Castiel had never felt more in love with him. It was  _ so  _ frustrating.

His mind fell back to those work drinks, two years ago, when they’d spent the whole evening - as Castiel had thought - flirting with each other. They’d swapped numbers; Castiel had hoped that Dean would text first - but he didn’t. He’d eventually sent Dean a text late the next day that said,  _ Hello, Dean. This is Castiel. I listened to some music by the band you recommended and I especially liked ‘Kashmir’. _

He’d received, in reply,  _ haha nice. _

He hadn’t texted again. That was such a blatant shut-down that even Castiel, famed for missing social cues, couldn’t miss it. The next time they’d had a shift together, Dean had come straight up to him - Castiel’s heart had thudded painfully in his chest with sudden hope - but all Dean had said was,  _ you know, my mom liked my dad because of his appreciation of Led  _ _ Zep. _

Castiel, of course, had said  _ oh, that’s nice.  _ And they’d stared at each other for a few seconds, and then he’d walked away.
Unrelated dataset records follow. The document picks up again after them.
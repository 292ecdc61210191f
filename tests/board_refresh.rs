mod support;

use support::{assigned, config_with_fetch_size, task, ts, Call, FakeTaskApi};
use taskboard::actor::Actor;
use taskboard::board::{Board, RefreshOutcome};
use taskboard::cache::fetch_all_tasks;
use taskboard::config::Config;
use taskboard::filter::TaskFilter;
use taskboard::notify::NotificationLevel;
use taskboard::policy::Role;
use taskboard::task::{ServiceRequestRef, ServiceRequestSummary, TaskStatus, UserSummary};
use taskboard::Error;

fn many(count: usize) -> Vec<taskboard::task::Task> {
    (0..count)
        .map(|idx| task(&format!("t{idx:02}"), TaskStatus::Todo))
        .collect()
}

#[tokio::test]
async fn three_pages_mean_two_extra_requests() {
    let api = FakeTaskApi::new(many(25));
    let tasks = fetch_all_tasks(&api, &TaskFilter::default(), 10)
        .await
        .expect("fetch");

    assert_eq!(tasks.len(), 25);
    let pages: Vec<usize> = api
        .calls()
        .iter()
        .filter_map(|call| match call {
            Call::ListTasks { page, limit, .. } => {
                assert_eq!(*limit, 10);
                Some(*page)
            }
            _ => None,
        })
        .collect();
    assert_eq!(pages.len(), 3);
    assert_eq!(pages[0], 1);
    let mut rest = pages[1..].to_vec();
    rest.sort_unstable();
    assert_eq!(rest, vec![2, 3]);

    // Pages are concatenated in page order.
    let ids: Vec<&str> = tasks.iter().map(|task| task.id.as_str()).collect();
    let expected: Vec<String> = (0..25).map(|idx| format!("t{idx:02}")).collect();
    assert_eq!(ids, expected.iter().map(String::as_str).collect::<Vec<_>>());
}

#[tokio::test]
async fn single_page_makes_one_request() {
    let api = FakeTaskApi::new(many(3));
    fetch_all_tasks(&api, &TaskFilter::default(), 1000)
        .await
        .expect("fetch");
    assert_eq!(api.list_calls(), 1);
}

#[tokio::test]
async fn results_are_newest_first() {
    let mut old = task("old", TaskStatus::Todo);
    old.created_at = Some(ts(1));
    let mut new = task("new", TaskStatus::Todo);
    new.created_at = Some(ts(9));
    let undated = task("undated", TaskStatus::Todo);

    let api = FakeTaskApi::new(vec![undated, old, new]);
    let tasks = fetch_all_tasks(&api, &TaskFilter::default(), 1)
        .await
        .expect("fetch");
    let ids: Vec<&str> = tasks.iter().map(|task| task.id.as_str()).collect();
    assert_eq!(ids, vec!["new", "old", "undated"]);
}

#[tokio::test]
async fn service_request_filter_applies_after_join() {
    let mut linked = task("linked", TaskStatus::Todo);
    linked.service_request_id = Some(ServiceRequestRef::Id("sr-1".to_string()));
    let api = FakeTaskApi::new(vec![linked, task("other", TaskStatus::Todo)]);

    let filter = TaskFilter {
        service_request_id: Some("sr-1".to_string()),
        ..TaskFilter::default()
    };
    let tasks = fetch_all_tasks(&api, &filter, 1).await.expect("fetch");
    assert_eq!(tasks.len(), 1);
    assert_eq!(tasks[0].id, "linked");
}

#[tokio::test]
async fn failed_page_fails_refresh_and_keeps_cache() {
    let mut board = Board::new(
        FakeTaskApi::new(many(5)),
        Actor::admin(),
        &config_with_fetch_size(2),
    );
    board.refresh().await.expect("first refresh");
    assert_eq!(board.cache().len(), 5);

    board.api().set_tasks(many(8));
    board.api().fail_page(Some(3));
    let err = board.refresh().await.expect_err("page 3 fails");
    assert!(matches!(err, Error::Api { status: 500, .. }));

    assert_eq!(board.cache().len(), 5);
    assert!(!board.is_loading());
    let notes = board.drain_notifications();
    assert_eq!(notes.len(), 1);
    assert_eq!(notes[0].level, NotificationLevel::Error);
}

#[tokio::test]
async fn refresh_while_loading_is_skipped() {
    let mut board = Board::new(FakeTaskApi::new(many(2)), Actor::admin(), &Config::default());

    let filter = board
        .begin_refresh()
        .expect("actor scoped")
        .expect("first refresh starts");
    assert!(board.is_loading());
    assert!(board.begin_refresh().expect("actor scoped").is_none());
    assert_eq!(
        board.refresh().await.expect("skipped"),
        RefreshOutcome::AlreadyLoading
    );
    assert_eq!(board.api().list_calls(), 0);

    let tasks = fetch_all_tasks(board.api(), &filter, 1000)
        .await
        .expect("fetch");
    let outcome = board.finish_refresh(Ok(tasks)).expect("finish");
    assert_eq!(outcome, RefreshOutcome::Loaded { count: 2 });
    assert!(!board.is_loading());
}

#[tokio::test]
async fn refresh_resets_column_pages() {
    let mut board = Board::new(FakeTaskApi::new(many(30)), Actor::admin(), &Config::default());
    board.refresh().await.expect("refresh");
    board.set_page(TaskStatus::Todo, 3).expect("page");
    assert_eq!(board.column(TaskStatus::Todo).expect("column").current_page, 3);

    board.refresh().await.expect("refresh");
    assert_eq!(board.column(TaskStatus::Todo).expect("column").current_page, 1);
}

#[tokio::test]
async fn set_filter_resets_pages() {
    let mut board = Board::new(FakeTaskApi::new(many(30)), Actor::admin(), &Config::default());
    board.refresh().await.expect("refresh");
    board.set_page(TaskStatus::Todo, 2).expect("page");

    board.set_filter(TaskFilter {
        status: Some(TaskStatus::Todo),
        ..TaskFilter::default()
    });
    assert_eq!(
        board.pagination().get(TaskStatus::Todo).expect("column").page,
        1
    );
}

#[tokio::test]
async fn users_only_fetch_their_own_tasks() {
    let tasks = vec![
        assigned("mine", TaskStatus::Todo, "u1"),
        assigned("theirs", TaskStatus::Todo, "u2"),
    ];
    let mut board = Board::new(FakeTaskApi::new(tasks), Actor::user("u1"), &Config::default());
    board.set_filter(TaskFilter {
        assigned_user_id: Some("u2".to_string()),
        ..TaskFilter::default()
    });
    board.refresh().await.expect("refresh");

    assert_eq!(board.cache().len(), 1);
    assert!(board.task("mine").is_some());
    assert!(matches!(
        board.api().calls().first(),
        Some(Call::ListTasks { assigned_user_id: Some(user), .. }) if user == "u1"
    ));
}

#[tokio::test]
async fn user_without_id_is_refused_before_fetching() {
    let tasks = vec![
        assigned("mine", TaskStatus::Todo, "u1"),
        assigned("theirs", TaskStatus::Todo, "u2"),
    ];
    let mut board = Board::new(
        FakeTaskApi::new(tasks),
        Actor::new(Role::User, None),
        &Config::default(),
    );

    let err = board.refresh().await.expect_err("unscoped user");
    assert!(matches!(err, Error::InvalidArgument(_)));
    assert!(board.cache().is_empty());
    assert!(!board.is_loading());
    assert!(board.api().calls().is_empty());
}

#[tokio::test]
async fn refresh_closes_detail_of_vanished_task() {
    let mut board = Board::new(FakeTaskApi::new(many(2)), Actor::admin(), &Config::default());
    board.refresh().await.expect("refresh");
    board.open_detail("t00").expect("detail");

    board.api().set_tasks(vec![task("t01", TaskStatus::Todo)]);
    board.refresh().await.expect("refresh");
    assert!(board.detail().is_none());
}

#[tokio::test]
async fn lookups_load_users_and_requests() {
    let api = FakeTaskApi::new(Vec::new()).with_lookups(
        vec![UserSummary {
            id: "u1".to_string(),
            name: Some("Sam".to_string()),
            email: None,
        }],
        vec![ServiceRequestSummary {
            id: "sr-1".to_string(),
            title: Some("Brand film".to_string()),
        }],
    );
    let mut board = Board::new(api, Actor::admin(), &Config::default());
    board.load_lookups().await.expect("lookups");

    assert_eq!(board.users().len(), 1);
    assert_eq!(board.service_requests()[0].id, "sr-1");
    let calls = board.api().calls();
    assert!(calls.contains(&Call::ListUsers));
    assert!(calls.contains(&Call::ListServiceRequests));
}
What was he supposed to say, after his text being thoroughly rejected and then Dean’s opener being all  _ hey, have this fun fact about my family! Tune back in next time for information about my mother and father’s music taste. _

And they hadn’t got along, at all, ever since. The best way that Castiel knew how to cover his feelings was to be overly dry and caustic, and Dean seemed to thoroughly enjoy being a total jerk in return. Mostly it worked; it was just at times like these, when Castiel was forcibly reminded that Dean was still very much the sweet, kind, nerdy guy he’d flirted with at work drinks, that it felt thin.
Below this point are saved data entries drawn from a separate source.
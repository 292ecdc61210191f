//! Configuration loading and management
//!
//! Handles parsing of `.taskboard.toml` configuration files.

use std::path::{Path, PathBuf};

use directories::ProjectDirs;
use serde::{Deserialize, Serialize};

use crate::policy::Role;

/// File name looked up in the working directory.
pub const CONFIG_FILENAME: &str = ".taskboard.toml";

/// Main configuration structure
#[derive(Debug, Clone, Default, Serialize, Deserialize)]
pub struct Config {
    /// REST API configuration
    #[serde(default)]
    pub api: ApiConfig,

    /// Board presentation configuration
    #[serde(default)]
    pub board: BoardConfig,

    /// Actor configuration
    #[serde(default)]
    pub actor: ActorConfig,
}

/// REST API configuration
#[derive(Debug, Clone, Serialize, Deserialize)]
pub struct ApiConfig {
    /// Base URL the collection paths (`/tasks`, `/users`, ...) hang off
    #[serde(default = "default_base_url")]
    pub base_url: String,

    /// Environment variable holding the bearer token
    #[serde(default = "default_token_env")]
    pub token_env: String,

    /// Page size used when fetching the whole task collection
    #[serde(default = "default_fetch_page_size")]
    pub fetch_page_size: usize,
}

fn default_base_url() -> String {
    "http://localhost:3000/api".to_string()
}

fn default_token_env() -> String {
    "TASKBOARD_TOKEN".to_string()
}

fn default_fetch_page_size() -> usize {
    1000
}

impl Default for ApiConfig {
    fn default() -> Self {
        Self {
            base_url: default_base_url(),
            token_env: default_token_env(),
            fetch_page_size: default_fetch_page_size(),
        }
    }
}

impl ApiConfig {
    /// Bearer token from the configured environment variable, if set.
    pub fn token(&self) -> Option<String> {
        std::env::var(&self.token_env)
            .ok()
            .map(|token| token.trim().to_string())
            .filter(|token| !token.is_empty())
    }
}

/// Board configuration
#[derive(Debug, Clone, PartialEq, Serialize, Deserialize)]
pub struct BoardConfig {
    /// Items per column page when a board is opened
    #[serde(default = "default_items_per_page")]
    pub items_per_page: usize,

    /// Page sizes a column may be switched to
    #[serde(default = "default_page_size_options")]
    pub page_size_options: Vec<usize>,
}

fn default_items_per_page() -> usize {
    10
}

fn default_page_size_options() -> Vec<usize> {
    vec![5, 10, 20, 50]
}

impl Default for BoardConfig {
    fn default() -> Self {
        Self {
            items_per_page: default_items_per_page(),
            page_size_options: default_page_size_options(),
        }
    }
}

/// Actor-related configuration
#[derive(Debug, Clone, Serialize, Deserialize)]
pub struct ActorConfig {
    /// Role used when none is given on the command line
    #[serde(default = "default_role")]
    pub role: Role,

    /// User id used to scope fetches for the user role
    #[serde(default, skip_serializing_if = "Option::is_none")]
    pub user_id: Option<String>,
}

fn default_role() -> Role {
    Role::User
}

impl Default for ActorConfig {
    fn default() -> Self {
        Self {
            role: default_role(),
            user_id: None,
        }
    }
}

impl Config {
    /// Load configuration from a TOML file
    pub fn load(path: &Path) -> crate::error::Result<Self> {
        let content = std::fs::read_to_string(path)?;
        let config: Config = toml::from_str(&content)?;
        config.validate()?;
        Ok(config)
    }

    /// Load `.taskboard.toml` from `dir`, then the per-user config, or return defaults
    pub fn discover(dir: &Path) -> crate::error::Result<Self> {
        let local = dir.join(CONFIG_FILENAME);
        if local.exists() {
            return Self::load(&local);
        }
        if let Some(user) = user_config_path() {
            if user.exists() {
                return Self::load(&user);
            }
        }
        Ok(Self::default())
    }

    /// Save configuration to a file
    pub fn save(&self, path: &Path) -> crate::error::Result<()> {
        let content = toml::to_string_pretty(self)?;
        std::fs::write(path, content)?;
        Ok(())
    }

    /// Check every section; `load` calls this, overrides applied later should too.
    pub fn validate(&self) -> crate::error::Result<()> {
        self.api.validate()?;
        self.board.validate()?;
        Ok(())
    }
}

/// Per-user config file location (`<config dir>/taskboard/config.toml`).
pub fn user_config_path() -> Option<PathBuf> {
    ProjectDirs::from("", "", "taskboard").map(|dirs| dirs.config_dir().join("config.toml"))
}

impl ApiConfig {
    fn validate(&self) -> crate::error::Result<()> {
        let base = self.base_url.trim();
        if base.is_empty() {
            return Err(crate::error::Error::InvalidConfig(
                "api.base_url cannot be empty".to_string(),
            ));
        }
        if !(base.starts_with("http://") || base.starts_with("https://")) {
            return Err(crate::error::Error::InvalidConfig(format!(
                "api.base_url '{base}' must start with http:// or https://"
            )));
        }
        if self.token_env.trim().is_empty() {
            return Err(crate::error::Error::InvalidConfig(
                "api.token_env cannot be empty".to_string(),
            ));
        }
        if self.fetch_page_size == 0 {
            return Err(crate::error::Error::InvalidConfig(
                "api.fetch_page_size must be > 0".to_string(),
            ));
        }
        Ok(())
    }
}

impl BoardConfig {
    fn validate(&self) -> crate::error::Result<()> {
        if self.page_size_options.is_empty() {
            return Err(crate::error::Error::InvalidConfig(
                "board.page_size_options cannot be empty".to_string(),
            ));
        }
        if self.page_size_options.iter().any(|size| *size == 0) {
            return Err(crate::error::Error::InvalidConfig(
                "board.page_size_options entries must be > 0".to_string(),
            ));
        }
        if !self.page_size_options.contains(&self.items_per_page) {
            return Err(crate::error::Error::InvalidConfig(format!(
                "board.items_per_page {} not in board.page_size_options",
                self.items_per_page
            )));
        }
        Ok(())
    }
}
“This is a staff announcement,” said the voice on the tannoy, for a second time. “I repeat:  could Castiel please bring five  _ Golden ‘O’ For Her  _ rings to the customer service desk, urgently.”
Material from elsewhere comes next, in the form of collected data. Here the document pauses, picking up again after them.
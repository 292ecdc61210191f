//! Board state and the status transition controller.
//!
//! `Board` owns everything the Kanban view needs: the API handle, the acting
//! role, the task cache, per-column pagination, the drag session, the open
//! detail view with its field editor, and the pending notifications.
//!
//! Status moves are applied to the cache before the `PUT` goes out. When
//! the request fails the pre-change snapshot is put back.

use chrono::Utc;
use serde::Serialize;
use tracing::{debug, info, warn};

use crate::actor::Actor;
use crate::api::TaskApi;
use crate::cache::{fetch_all_tasks, TaskCache};
use crate::column::{derive_column, BoardPagination, ColumnView};
use crate::config::Config;
use crate::editor::{EditingField, FieldEditor};
use crate::error::{Error, Result};
use crate::filter::TaskFilter;
use crate::notify::{Notification, Notifications};
use crate::policy;
use crate::task::{
    FieldUpdate, ServiceRequestSummary, Task, TaskField, TaskPatch, TaskStatus, UserSummary,
};

#[derive(Debug, Clone, Copy, PartialEq, Eq, Serialize)]
#[serde(tag = "outcome", rename_all = "snake_case")]
pub enum RefreshOutcome {
    Loaded { count: usize },
    AlreadyLoading,
}

#[derive(Debug, Clone, PartialEq, Eq, Serialize)]
#[serde(tag = "outcome", rename_all = "snake_case")]
pub enum TransitionOutcome {
    Moved {
        task_id: String,
        from: TaskStatus,
        to: TaskStatus,
    },
    Unchanged {
        task_id: String,
        status: TaskStatus,
    },
}

/// A task picked up from its column and not yet dropped.
#[derive(Debug, Clone, PartialEq, Eq, Serialize)]
pub struct DragSession {
    pub task_id: String,
    pub from: TaskStatus,
}

pub struct Board<A> {
    api: A,
    actor: Actor,
    fetch_page_size: usize,
    filter: TaskFilter,
    cache: TaskCache,
    pagination: BoardPagination,
    loading: bool,
    drag: Option<DragSession>,
    detail: Option<Task>,
    editor: FieldEditor,
    notifications: Notifications,
    users: Vec<UserSummary>,
    service_requests: Vec<ServiceRequestSummary>,
}
//! Single-field edit state for the task detail view.

use serde::Serialize;

use crate::error::Result;
use crate::task::{FieldUpdate, Task, TaskField};

#[derive(Debug, Clone, PartialEq, Eq, Serialize)]
pub struct EditingField {
    pub field: TaskField,
    pub draft: String,
}

/// At most one field is being edited at a time.
#[derive(Debug, Clone, Default)]
pub struct FieldEditor {
    editing: Option<EditingField>,
}

impl FieldEditor {
    pub fn new() -> Self {
        Self::default()
    }

    /// Start editing `field`, seeding the draft from `task`. Replaces any open edit.
    pub fn begin(&mut self, task: &Task, field: TaskField) -> &EditingField {
        self.editing.insert(EditingField {
            field,
            draft: field.current_text(task),
        })
    }

    /// Returns false when no edit is open.
    pub fn set_draft(&mut self, draft: impl Into<String>) -> bool {
        match self.editing.as_mut() {
            Some(editing) => {
                editing.draft = draft.into();
                true
            }
            None => false,
        }
    }

    pub fn cancel(&mut self) -> Option<EditingField> {
        self.editing.take()
    }

    /// Parse the draft. The edit stays open so a failed save can be retried.
    pub fn commit(&self) -> Result<Option<FieldUpdate>> {
        self.editing
            .as_ref()
            .map(|editing| FieldUpdate::parse(editing.field, &editing.draft))
            .transpose()
    }

    pub fn finish(&mut self) {
        self.editing = None;
    }

    pub fn editing(&self) -> Option<&EditingField> {
        self.editing.as_ref()
    }

    pub fn is_editing(&self) -> bool {
        self.editing.is_some()
    }
}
Castiel snapped back to reality, realising that he’d been standing and staring, spaced out, at the festive candle selection. He headed towards the jewellery section, half-dragging his feet, only bothering to walk smartly when a customer came into view. 

The rings were easy to find; Castiel took them up to the service desk. Charlie smiled at him as he dropped them on the counter.

“Thanks!” she said brightly. “Five gold rings, nice.”

Castiel walked away, feeling vaguely suspicious for a reason that he couldn’t put his finger on.

He carried on working for the next fifteen minutes, his eyes peeled for any sign of unusual activity. He’d almost forgotten this, from last year: how it felt to be on high-alert, just waiting for the next prank to fall.

The score so far was one all; he wasn’t counting Dean’s mistletoe antlers as a prank, because it was low investment and low result. If it wasn’t practically a heist, it didn’t get the kudos of a prank during the prank war, and that was final. Also, as Castiel had said before and still agreed with, it would only have been a good prank if Castiel had  _ wanted  _ Dean to kiss him, had raised his hopes and then subverted his expectations. And that, of course, hadn’t happened.

Well, it  _ had,  _ but Dean had no way of knowing that, so…

Castiel sighed. 

It was two-one. The mistletoe thing definitely counted.

“This is a staff announcement,” interrupted Charlie’s voice overhead, again. “Could Castiel please bring twelve  _ Kids Do Love ‘Em  _ number 56 dolls to the customer service desk, please.”

Castiel narrowed his eyes.

Charlie was well-known at this point to be an ally of Dean’s in the prank war - she frequently helped him pull off his more intricate capers. However, it was also fairly common, at Christmas, for someone to call ahead and ask for a certain toy or book or DVD set to be kept in reserve until they arrived to pick it up, just to make sure they got it.

Twelve of the same doll, though?

Castiel couldn’t risk not doing his job - he was fairly sure higher management were just waiting for a complaint from a customer or two to come in this Christmas. They had to suspect that some strange things occurred between the aisles on Christmas Day. The fire incident couldn’t have gone completely unnoticed, as invested as Dean and Castiel himself had been in the cover-up.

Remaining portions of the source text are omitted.